## Problem details
Find and copy every line in the records that includes the string "defaults".

[Stored data entries]
^^^^

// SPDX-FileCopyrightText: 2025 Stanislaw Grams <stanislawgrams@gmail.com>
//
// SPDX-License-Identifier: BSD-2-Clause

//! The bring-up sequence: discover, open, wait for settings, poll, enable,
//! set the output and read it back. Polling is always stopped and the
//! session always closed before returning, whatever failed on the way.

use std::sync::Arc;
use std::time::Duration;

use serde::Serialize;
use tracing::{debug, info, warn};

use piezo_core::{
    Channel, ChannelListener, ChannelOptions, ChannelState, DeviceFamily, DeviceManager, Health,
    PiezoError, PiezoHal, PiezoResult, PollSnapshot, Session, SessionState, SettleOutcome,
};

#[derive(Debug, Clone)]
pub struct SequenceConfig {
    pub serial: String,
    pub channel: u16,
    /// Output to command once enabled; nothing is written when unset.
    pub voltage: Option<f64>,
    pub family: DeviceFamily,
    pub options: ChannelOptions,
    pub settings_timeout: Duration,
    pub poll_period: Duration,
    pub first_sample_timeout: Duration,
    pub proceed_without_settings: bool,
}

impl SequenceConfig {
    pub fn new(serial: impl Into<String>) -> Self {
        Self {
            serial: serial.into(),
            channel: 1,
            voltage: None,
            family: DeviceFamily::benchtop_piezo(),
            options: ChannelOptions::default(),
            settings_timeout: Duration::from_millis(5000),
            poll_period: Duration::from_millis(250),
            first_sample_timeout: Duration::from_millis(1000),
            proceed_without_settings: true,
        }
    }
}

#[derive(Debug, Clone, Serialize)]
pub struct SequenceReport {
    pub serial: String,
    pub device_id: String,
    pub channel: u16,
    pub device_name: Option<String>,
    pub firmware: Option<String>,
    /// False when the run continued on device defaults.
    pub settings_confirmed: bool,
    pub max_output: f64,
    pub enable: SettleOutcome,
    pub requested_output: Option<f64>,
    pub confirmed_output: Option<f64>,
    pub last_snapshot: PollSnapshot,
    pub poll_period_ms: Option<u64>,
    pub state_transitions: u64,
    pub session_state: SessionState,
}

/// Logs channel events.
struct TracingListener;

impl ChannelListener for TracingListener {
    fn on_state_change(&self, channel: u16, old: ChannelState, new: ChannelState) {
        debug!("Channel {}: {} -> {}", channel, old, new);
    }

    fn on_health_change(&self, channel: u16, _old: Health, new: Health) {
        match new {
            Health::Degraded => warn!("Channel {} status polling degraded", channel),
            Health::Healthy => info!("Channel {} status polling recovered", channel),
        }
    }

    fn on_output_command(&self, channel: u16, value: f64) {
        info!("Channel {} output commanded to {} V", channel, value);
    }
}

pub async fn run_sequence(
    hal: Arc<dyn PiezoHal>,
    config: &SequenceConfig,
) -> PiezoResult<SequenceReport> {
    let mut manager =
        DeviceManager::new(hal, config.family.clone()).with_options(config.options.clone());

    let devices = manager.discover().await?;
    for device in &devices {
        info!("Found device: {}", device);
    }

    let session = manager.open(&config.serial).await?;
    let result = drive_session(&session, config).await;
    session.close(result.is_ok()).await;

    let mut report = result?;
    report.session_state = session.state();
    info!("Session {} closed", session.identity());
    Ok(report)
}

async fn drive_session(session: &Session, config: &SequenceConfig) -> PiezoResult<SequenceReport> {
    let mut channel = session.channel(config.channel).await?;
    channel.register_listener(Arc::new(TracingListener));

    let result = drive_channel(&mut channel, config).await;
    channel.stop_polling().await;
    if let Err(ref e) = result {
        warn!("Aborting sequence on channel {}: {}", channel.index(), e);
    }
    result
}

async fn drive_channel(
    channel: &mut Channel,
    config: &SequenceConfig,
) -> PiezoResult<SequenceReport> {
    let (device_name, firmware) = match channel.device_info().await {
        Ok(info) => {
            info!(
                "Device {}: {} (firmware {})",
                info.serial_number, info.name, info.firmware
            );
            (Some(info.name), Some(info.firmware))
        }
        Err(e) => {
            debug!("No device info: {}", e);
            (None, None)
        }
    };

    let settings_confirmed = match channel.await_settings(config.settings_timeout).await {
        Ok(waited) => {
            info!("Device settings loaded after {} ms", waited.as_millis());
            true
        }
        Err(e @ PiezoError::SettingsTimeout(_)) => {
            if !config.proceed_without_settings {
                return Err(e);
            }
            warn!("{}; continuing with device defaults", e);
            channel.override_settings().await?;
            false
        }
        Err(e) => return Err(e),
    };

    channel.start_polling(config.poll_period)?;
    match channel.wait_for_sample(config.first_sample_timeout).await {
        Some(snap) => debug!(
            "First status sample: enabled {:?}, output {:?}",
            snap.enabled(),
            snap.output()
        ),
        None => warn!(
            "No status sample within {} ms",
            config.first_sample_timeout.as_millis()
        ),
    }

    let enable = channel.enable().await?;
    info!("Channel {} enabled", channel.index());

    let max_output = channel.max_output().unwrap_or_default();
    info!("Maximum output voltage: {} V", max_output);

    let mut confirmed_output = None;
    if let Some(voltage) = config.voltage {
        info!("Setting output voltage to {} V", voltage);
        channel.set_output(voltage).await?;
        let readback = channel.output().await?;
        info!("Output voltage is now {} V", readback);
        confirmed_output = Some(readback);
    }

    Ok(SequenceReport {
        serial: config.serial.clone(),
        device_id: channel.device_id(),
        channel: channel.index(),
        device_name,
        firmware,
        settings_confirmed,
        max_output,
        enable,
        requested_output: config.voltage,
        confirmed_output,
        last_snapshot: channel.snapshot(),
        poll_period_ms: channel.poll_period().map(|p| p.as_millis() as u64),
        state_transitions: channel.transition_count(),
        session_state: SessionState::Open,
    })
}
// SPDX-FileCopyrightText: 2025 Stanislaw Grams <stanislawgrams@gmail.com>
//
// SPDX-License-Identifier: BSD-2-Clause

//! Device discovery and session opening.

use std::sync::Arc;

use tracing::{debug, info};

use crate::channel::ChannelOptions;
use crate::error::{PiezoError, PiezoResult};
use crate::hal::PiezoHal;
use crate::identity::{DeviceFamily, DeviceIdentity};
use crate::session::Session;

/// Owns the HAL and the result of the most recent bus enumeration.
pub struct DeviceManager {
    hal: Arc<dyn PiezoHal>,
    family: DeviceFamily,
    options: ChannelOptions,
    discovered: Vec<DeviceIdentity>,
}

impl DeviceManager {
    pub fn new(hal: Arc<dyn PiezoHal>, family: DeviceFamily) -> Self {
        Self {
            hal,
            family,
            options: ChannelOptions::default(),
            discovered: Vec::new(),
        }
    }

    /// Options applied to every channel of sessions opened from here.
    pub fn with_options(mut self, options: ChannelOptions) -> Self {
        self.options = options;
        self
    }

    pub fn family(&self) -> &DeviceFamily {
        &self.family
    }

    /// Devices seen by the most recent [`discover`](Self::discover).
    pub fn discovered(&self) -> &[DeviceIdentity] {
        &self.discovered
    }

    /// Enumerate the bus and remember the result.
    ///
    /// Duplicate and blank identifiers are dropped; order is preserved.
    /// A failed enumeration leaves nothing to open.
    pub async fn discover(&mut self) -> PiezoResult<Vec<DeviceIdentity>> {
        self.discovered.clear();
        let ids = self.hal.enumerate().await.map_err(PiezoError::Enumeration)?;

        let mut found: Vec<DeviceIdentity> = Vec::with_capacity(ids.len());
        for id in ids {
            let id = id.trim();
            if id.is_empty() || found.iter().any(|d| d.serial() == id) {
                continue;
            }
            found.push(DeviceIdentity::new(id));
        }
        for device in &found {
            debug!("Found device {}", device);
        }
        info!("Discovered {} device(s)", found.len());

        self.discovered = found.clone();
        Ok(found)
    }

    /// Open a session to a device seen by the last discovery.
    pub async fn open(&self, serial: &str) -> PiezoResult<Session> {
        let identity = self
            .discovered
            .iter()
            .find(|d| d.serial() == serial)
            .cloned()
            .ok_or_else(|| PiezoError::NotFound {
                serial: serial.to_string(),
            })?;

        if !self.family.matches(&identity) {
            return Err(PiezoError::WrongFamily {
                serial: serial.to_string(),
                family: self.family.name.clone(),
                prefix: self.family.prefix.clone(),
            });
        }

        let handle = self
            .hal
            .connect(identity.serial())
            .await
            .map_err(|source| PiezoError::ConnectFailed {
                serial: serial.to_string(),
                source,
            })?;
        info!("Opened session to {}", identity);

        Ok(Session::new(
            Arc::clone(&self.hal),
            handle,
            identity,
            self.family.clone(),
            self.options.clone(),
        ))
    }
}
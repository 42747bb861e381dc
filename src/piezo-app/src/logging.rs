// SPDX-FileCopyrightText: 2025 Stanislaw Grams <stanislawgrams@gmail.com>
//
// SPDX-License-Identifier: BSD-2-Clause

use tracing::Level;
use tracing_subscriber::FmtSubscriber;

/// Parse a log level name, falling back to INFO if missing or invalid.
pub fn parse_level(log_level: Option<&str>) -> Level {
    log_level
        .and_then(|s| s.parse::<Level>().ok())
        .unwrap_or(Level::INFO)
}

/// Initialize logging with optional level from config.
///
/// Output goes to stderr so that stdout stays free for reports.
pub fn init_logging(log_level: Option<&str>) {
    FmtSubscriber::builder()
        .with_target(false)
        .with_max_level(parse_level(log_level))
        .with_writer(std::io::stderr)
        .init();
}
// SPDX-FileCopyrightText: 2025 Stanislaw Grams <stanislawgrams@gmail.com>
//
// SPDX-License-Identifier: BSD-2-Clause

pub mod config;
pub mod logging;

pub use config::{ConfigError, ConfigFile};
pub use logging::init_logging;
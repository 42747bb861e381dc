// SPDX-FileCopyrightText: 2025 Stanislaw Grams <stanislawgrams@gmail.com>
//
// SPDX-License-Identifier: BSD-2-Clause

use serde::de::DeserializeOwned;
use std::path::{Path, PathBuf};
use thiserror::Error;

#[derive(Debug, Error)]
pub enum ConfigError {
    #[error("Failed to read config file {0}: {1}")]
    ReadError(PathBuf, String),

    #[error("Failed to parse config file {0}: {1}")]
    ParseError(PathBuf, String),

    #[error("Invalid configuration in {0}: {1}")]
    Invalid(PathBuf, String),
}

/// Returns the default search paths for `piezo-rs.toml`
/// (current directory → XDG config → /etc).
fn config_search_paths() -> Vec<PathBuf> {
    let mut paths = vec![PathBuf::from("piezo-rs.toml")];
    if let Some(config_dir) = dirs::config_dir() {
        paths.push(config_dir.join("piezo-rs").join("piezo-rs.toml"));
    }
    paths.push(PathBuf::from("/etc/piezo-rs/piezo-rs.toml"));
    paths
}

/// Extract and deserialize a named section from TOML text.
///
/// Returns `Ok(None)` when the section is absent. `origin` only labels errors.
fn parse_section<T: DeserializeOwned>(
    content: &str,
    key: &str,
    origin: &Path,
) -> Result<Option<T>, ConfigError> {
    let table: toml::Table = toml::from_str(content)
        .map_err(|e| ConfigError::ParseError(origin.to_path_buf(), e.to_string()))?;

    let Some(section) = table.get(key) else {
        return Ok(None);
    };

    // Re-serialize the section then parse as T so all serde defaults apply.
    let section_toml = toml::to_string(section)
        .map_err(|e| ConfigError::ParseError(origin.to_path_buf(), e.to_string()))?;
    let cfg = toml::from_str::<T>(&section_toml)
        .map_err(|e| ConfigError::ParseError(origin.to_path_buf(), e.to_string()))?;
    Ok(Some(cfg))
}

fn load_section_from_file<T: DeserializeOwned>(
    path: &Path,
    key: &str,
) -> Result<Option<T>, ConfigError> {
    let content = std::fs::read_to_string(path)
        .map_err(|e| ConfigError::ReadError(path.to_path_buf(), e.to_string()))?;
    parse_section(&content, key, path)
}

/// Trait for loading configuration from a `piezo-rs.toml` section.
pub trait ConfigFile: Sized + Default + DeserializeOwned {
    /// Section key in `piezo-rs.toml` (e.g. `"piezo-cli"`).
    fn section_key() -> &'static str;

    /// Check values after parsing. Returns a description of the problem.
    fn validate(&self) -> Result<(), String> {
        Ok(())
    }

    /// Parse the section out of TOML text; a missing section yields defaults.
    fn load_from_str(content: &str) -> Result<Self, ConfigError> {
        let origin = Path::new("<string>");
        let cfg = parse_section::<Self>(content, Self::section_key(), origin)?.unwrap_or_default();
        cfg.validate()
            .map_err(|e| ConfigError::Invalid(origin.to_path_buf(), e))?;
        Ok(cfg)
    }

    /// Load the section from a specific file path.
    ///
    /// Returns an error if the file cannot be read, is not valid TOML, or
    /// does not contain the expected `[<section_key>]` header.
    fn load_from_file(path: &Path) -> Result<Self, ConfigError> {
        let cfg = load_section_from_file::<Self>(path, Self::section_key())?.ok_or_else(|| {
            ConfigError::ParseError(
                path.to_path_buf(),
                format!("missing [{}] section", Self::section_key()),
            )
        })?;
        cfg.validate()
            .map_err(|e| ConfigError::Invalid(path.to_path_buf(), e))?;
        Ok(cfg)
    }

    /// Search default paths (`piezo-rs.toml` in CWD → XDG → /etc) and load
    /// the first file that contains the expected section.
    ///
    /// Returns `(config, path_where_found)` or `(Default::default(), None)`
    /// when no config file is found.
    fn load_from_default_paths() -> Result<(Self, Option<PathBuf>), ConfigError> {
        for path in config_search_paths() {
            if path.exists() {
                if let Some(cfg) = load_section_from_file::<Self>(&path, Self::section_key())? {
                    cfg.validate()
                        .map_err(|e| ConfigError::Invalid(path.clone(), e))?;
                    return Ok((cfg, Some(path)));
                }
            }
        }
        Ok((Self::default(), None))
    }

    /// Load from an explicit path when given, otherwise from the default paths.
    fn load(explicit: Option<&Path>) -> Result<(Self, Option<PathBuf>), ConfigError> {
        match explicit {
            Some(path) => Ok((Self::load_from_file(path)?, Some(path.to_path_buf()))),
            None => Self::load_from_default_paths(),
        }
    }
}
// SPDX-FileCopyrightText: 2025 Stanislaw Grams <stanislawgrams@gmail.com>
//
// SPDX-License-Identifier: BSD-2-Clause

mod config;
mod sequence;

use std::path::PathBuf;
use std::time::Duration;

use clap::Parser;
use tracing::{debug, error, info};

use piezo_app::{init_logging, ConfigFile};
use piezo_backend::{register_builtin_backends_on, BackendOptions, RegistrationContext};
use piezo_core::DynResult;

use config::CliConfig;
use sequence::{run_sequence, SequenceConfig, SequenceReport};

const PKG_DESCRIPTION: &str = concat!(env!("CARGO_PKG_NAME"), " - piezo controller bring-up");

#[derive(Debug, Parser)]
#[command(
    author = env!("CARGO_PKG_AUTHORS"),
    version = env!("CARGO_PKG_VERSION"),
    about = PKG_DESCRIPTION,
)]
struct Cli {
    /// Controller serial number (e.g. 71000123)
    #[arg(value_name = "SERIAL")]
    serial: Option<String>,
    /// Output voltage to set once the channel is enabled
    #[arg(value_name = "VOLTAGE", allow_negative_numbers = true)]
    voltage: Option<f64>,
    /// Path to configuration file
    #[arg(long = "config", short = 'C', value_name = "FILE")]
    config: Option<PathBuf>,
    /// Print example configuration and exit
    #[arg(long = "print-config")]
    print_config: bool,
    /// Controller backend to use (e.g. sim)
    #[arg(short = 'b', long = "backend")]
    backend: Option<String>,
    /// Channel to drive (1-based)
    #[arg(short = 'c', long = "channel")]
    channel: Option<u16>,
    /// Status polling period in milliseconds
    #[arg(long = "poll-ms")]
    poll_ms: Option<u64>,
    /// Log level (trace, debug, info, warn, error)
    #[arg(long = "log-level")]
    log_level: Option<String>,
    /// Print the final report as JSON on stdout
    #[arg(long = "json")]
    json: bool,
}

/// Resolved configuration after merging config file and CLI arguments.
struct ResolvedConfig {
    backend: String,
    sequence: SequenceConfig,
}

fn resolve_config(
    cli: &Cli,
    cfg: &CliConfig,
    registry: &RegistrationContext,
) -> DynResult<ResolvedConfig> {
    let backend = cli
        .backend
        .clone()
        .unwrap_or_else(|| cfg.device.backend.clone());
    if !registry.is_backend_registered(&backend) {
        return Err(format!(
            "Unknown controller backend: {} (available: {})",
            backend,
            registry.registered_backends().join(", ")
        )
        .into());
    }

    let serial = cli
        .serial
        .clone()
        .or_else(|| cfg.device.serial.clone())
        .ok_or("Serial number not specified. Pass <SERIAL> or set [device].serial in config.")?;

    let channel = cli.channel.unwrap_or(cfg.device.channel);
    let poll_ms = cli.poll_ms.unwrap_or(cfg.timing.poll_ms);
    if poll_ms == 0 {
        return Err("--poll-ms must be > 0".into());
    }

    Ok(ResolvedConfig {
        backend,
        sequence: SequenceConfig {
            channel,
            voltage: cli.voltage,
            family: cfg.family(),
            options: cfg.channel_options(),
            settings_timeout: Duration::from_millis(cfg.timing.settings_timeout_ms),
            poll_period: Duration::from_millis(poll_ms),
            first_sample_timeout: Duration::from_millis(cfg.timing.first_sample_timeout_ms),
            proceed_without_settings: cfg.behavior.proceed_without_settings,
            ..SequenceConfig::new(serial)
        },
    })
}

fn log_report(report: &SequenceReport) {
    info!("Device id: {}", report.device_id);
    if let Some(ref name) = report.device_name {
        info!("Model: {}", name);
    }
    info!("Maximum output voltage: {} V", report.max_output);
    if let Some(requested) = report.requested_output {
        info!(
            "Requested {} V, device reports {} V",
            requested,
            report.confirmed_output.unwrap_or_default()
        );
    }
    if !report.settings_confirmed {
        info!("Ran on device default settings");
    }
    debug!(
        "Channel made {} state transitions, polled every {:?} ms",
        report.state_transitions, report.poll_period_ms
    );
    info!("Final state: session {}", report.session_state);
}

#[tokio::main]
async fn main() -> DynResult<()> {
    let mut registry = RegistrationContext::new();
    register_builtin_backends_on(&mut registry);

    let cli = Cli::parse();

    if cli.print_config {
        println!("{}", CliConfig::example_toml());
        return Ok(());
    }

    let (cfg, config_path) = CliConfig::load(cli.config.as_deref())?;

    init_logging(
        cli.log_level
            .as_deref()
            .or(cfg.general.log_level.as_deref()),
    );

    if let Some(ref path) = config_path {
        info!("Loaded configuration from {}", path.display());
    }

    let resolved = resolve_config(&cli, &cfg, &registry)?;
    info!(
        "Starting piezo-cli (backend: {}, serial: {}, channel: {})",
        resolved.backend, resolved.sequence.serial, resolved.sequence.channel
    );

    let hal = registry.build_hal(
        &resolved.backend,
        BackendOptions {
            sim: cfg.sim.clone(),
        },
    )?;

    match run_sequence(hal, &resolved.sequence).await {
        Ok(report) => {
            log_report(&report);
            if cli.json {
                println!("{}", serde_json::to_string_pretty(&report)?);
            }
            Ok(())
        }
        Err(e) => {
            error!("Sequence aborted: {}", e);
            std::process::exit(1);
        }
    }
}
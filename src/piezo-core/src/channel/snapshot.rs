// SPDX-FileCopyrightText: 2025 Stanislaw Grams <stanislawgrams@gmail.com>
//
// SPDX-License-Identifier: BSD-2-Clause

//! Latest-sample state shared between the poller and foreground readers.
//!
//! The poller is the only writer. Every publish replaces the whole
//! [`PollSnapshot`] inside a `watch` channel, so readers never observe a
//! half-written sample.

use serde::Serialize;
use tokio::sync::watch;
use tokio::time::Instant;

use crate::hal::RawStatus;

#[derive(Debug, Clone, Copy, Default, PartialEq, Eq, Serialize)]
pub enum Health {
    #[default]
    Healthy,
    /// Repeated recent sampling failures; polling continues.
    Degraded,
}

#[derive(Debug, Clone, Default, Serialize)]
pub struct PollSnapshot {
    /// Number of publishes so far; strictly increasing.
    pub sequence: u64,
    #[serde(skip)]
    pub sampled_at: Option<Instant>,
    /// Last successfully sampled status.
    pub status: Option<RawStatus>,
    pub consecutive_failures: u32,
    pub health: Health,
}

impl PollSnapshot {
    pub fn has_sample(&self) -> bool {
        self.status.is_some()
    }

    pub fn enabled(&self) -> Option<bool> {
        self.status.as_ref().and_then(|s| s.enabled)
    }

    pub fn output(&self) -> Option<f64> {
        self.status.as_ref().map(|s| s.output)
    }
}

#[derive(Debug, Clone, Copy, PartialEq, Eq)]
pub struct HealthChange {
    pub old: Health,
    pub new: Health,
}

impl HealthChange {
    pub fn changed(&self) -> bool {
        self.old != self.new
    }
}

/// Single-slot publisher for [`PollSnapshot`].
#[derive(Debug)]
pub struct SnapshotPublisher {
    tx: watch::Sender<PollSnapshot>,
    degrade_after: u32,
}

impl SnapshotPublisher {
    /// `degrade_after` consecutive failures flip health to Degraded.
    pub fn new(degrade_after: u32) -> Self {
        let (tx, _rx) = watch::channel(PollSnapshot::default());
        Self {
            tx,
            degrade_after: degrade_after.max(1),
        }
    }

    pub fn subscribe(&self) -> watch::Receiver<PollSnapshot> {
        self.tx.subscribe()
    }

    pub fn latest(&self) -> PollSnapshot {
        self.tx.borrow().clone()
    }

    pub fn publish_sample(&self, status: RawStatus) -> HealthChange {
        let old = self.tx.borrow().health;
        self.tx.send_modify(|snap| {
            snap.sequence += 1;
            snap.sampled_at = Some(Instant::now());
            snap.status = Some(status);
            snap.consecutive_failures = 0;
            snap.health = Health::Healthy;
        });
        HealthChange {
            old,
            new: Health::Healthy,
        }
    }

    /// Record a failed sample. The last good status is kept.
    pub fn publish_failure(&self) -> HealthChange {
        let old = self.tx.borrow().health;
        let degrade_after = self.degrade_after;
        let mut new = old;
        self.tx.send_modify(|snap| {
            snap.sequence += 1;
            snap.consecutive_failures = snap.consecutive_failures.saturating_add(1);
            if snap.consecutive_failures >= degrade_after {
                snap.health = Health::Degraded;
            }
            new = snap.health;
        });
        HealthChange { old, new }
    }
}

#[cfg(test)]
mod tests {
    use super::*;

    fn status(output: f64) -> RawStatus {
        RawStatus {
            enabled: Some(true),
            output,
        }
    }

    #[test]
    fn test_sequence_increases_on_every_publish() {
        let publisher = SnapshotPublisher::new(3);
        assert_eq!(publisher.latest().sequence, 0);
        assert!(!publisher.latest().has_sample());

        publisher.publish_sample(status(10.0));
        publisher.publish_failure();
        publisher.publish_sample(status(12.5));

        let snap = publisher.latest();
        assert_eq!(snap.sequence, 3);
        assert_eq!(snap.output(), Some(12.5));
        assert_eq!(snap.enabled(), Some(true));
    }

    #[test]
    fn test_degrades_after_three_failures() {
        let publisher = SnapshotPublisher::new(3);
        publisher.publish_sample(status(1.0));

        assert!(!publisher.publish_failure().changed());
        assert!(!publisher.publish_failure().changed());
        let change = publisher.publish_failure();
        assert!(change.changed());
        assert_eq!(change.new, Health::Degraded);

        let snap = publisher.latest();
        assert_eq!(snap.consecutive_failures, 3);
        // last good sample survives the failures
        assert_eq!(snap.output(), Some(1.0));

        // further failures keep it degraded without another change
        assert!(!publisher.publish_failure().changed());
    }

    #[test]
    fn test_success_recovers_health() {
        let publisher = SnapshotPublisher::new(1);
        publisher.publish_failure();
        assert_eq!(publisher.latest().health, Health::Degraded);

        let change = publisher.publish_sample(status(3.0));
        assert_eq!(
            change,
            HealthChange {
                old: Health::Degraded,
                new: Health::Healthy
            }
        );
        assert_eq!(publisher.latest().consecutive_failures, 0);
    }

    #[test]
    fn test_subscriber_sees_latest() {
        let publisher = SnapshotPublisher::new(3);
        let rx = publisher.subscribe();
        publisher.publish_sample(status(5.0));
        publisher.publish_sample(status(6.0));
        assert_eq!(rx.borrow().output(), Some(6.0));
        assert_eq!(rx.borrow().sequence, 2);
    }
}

^^^^

## Answer to this exercise
    /// False when the run continued on device defaults.
            warn!("{}; continuing with device defaults", e);
    // Re-serialize the section then parse as T so all serde defaults apply.
    /// Parse the section out of TOML text; a missing section yields defaults.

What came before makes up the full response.